== AVAILABLE DATA ==
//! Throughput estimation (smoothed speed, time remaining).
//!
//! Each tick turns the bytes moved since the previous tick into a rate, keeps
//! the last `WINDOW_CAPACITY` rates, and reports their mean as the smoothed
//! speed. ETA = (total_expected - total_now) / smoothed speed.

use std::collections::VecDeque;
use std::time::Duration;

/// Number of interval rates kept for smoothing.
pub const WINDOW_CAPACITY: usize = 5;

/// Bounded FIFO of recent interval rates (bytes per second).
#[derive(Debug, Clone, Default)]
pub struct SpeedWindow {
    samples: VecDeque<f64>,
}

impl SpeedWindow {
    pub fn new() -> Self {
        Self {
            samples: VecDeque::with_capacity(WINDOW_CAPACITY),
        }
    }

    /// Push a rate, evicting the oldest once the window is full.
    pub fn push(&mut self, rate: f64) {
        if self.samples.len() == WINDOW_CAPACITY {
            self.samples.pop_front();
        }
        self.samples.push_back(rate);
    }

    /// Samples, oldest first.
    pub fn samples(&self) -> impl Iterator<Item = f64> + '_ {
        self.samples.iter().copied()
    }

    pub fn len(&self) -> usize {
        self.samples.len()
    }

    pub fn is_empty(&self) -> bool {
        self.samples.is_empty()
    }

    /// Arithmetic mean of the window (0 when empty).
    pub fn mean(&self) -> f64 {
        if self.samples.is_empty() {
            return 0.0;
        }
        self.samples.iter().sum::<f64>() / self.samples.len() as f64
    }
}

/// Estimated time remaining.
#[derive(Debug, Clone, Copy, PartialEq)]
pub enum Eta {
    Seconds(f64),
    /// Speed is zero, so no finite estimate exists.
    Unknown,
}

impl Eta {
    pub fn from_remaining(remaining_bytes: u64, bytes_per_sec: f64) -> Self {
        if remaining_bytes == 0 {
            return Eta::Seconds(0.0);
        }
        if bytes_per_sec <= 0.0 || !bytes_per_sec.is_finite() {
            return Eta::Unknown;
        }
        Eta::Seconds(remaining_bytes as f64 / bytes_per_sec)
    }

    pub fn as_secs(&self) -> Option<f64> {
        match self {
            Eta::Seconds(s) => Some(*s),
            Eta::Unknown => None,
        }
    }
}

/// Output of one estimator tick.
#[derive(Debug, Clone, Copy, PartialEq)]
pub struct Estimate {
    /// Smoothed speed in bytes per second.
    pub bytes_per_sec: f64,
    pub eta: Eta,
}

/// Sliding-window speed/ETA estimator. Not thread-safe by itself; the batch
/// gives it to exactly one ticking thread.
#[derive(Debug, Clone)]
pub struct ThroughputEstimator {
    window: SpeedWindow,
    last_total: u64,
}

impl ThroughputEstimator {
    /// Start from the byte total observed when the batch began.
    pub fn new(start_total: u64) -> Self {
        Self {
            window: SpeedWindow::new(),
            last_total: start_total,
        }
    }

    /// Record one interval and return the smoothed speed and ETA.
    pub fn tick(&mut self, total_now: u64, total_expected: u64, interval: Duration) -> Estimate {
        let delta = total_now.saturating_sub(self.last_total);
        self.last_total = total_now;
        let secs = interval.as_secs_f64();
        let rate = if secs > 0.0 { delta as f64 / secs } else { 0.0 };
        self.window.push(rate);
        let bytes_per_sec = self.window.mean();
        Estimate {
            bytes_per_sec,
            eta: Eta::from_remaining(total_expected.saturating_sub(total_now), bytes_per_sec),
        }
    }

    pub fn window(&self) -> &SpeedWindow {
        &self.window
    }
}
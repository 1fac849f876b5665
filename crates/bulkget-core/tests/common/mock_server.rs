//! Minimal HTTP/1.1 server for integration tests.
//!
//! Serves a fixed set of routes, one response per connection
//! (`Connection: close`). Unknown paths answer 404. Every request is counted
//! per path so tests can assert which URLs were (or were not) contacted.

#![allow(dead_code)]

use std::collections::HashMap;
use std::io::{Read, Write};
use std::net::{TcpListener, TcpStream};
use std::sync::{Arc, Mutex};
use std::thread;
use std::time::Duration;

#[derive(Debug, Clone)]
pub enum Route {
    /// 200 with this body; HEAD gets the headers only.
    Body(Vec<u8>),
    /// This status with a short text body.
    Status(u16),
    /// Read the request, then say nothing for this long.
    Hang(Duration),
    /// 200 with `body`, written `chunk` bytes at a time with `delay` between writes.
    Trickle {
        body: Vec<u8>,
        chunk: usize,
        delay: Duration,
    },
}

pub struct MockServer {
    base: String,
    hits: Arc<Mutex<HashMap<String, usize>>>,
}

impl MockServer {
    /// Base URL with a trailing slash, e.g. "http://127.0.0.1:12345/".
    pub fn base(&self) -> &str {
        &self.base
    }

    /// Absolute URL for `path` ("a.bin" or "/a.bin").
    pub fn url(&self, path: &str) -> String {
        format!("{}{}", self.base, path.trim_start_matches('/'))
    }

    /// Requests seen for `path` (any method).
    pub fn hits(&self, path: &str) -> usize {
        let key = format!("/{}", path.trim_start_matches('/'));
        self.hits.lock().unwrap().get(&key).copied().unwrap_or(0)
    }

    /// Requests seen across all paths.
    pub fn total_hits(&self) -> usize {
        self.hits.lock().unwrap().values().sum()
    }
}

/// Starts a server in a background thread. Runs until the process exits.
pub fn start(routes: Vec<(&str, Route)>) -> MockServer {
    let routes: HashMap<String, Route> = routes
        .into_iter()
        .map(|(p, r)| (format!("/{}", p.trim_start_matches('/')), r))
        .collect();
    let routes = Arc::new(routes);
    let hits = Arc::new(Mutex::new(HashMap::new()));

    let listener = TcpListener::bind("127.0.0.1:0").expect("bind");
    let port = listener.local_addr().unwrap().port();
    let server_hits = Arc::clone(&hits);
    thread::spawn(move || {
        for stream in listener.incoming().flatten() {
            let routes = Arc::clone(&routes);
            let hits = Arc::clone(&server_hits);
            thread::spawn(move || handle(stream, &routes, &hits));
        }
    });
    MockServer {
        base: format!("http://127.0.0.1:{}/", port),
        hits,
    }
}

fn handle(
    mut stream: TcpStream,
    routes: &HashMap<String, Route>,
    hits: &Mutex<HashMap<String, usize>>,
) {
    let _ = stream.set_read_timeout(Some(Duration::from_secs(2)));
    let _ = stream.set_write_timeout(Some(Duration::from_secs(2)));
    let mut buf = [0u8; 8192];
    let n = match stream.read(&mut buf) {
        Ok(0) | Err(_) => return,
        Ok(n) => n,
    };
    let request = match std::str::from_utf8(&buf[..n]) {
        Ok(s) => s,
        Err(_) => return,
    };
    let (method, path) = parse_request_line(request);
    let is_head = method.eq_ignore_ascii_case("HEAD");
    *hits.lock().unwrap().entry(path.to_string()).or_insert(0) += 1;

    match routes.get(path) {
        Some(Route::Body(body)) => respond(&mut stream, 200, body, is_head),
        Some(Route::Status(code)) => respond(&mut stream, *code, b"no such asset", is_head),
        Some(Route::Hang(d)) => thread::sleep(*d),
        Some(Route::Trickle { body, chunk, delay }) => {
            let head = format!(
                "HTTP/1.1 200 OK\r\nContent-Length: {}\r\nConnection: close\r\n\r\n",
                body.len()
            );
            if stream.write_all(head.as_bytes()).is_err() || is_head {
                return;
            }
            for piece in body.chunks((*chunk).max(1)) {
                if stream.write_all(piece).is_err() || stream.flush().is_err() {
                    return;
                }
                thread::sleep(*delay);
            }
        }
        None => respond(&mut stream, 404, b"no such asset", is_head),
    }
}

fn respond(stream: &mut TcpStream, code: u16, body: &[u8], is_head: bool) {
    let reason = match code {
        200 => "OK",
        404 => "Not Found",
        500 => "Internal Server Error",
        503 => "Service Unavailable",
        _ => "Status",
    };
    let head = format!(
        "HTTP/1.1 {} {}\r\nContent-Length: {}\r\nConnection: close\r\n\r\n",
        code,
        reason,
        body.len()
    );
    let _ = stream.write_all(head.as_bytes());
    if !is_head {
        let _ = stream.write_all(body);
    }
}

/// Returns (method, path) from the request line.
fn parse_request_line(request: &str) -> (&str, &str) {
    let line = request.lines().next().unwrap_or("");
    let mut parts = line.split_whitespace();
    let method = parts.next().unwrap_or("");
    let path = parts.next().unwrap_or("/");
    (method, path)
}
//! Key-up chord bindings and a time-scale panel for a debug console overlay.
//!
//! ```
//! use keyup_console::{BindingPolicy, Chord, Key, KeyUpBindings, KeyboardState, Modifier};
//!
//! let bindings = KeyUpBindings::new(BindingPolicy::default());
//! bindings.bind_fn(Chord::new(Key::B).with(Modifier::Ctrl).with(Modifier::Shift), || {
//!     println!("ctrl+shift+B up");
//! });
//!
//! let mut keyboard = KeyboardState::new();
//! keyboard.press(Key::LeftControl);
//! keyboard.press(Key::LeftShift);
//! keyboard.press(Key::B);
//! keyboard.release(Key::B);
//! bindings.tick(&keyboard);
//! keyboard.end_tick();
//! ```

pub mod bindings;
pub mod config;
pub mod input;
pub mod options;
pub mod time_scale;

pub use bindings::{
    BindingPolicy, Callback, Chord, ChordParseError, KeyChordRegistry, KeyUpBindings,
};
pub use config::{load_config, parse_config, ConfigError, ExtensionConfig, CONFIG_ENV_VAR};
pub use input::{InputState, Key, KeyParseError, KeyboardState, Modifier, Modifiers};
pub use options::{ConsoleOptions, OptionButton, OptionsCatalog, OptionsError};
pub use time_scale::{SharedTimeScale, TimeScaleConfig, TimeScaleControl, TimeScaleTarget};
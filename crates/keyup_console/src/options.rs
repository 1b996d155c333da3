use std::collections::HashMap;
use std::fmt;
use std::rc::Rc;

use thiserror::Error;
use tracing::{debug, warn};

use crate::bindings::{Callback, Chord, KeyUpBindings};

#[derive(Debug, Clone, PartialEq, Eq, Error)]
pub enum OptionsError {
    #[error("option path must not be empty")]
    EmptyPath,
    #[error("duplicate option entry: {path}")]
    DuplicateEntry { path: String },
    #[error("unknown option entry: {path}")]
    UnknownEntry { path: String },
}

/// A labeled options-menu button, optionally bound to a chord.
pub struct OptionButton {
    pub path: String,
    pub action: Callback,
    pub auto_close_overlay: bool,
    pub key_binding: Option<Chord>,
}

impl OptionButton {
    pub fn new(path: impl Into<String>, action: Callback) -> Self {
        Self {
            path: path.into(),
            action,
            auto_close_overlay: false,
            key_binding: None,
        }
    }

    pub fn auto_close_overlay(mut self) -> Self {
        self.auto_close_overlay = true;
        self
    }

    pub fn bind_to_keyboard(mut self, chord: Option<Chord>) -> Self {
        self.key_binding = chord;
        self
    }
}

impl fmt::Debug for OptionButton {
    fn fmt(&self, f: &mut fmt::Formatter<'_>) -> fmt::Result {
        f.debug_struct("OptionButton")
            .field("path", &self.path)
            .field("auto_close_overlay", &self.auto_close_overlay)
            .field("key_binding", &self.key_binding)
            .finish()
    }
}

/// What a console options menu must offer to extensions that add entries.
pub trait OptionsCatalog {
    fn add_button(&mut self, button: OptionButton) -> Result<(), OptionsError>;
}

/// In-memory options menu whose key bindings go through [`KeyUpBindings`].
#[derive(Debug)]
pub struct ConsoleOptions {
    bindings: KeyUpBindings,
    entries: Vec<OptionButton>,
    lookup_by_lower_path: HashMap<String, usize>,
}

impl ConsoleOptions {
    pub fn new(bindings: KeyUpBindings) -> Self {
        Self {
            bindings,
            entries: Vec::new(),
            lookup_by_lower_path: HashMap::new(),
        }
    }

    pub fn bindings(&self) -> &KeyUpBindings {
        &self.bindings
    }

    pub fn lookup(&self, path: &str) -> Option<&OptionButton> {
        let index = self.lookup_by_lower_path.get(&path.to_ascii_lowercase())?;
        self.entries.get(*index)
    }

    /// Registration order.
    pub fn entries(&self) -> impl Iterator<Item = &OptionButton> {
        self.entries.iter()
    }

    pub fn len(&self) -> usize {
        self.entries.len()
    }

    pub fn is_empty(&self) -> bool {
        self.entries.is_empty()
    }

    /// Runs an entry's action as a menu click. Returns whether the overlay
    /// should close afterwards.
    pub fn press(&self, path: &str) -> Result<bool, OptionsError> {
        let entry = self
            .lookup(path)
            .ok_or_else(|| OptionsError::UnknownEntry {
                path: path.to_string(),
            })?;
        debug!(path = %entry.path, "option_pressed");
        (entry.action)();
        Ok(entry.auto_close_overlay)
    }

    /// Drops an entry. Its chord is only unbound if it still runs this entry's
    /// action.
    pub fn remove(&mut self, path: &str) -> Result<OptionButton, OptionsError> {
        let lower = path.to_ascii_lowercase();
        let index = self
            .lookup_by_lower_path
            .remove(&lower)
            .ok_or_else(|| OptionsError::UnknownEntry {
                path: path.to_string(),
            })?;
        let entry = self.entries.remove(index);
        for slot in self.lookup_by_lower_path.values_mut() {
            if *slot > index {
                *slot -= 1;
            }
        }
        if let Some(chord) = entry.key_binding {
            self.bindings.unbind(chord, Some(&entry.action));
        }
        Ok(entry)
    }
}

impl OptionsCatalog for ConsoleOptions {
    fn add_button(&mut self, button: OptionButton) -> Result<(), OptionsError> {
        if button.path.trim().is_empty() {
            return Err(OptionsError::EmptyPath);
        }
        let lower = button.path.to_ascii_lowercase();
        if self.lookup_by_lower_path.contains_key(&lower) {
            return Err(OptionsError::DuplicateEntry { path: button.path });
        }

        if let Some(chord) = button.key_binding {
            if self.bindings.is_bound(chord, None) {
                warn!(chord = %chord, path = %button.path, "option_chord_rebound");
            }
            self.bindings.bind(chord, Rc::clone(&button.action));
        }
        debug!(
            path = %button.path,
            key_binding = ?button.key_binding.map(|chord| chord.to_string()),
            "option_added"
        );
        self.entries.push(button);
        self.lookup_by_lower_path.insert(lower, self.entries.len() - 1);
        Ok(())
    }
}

== EXERCISE ==
Could you copy every line from the records that mentions the word "BindingPolicy"?

== ANSWER SECTION ==
//! use keyup_console::{BindingPolicy, Chord, Key, KeyUpBindings, KeyboardState, Modifier};
//! let bindings = KeyUpBindings::new(BindingPolicy::default());
    BindingPolicy, Callback, Chord, ChordParseError, KeyChordRegistry, KeyUpBindings,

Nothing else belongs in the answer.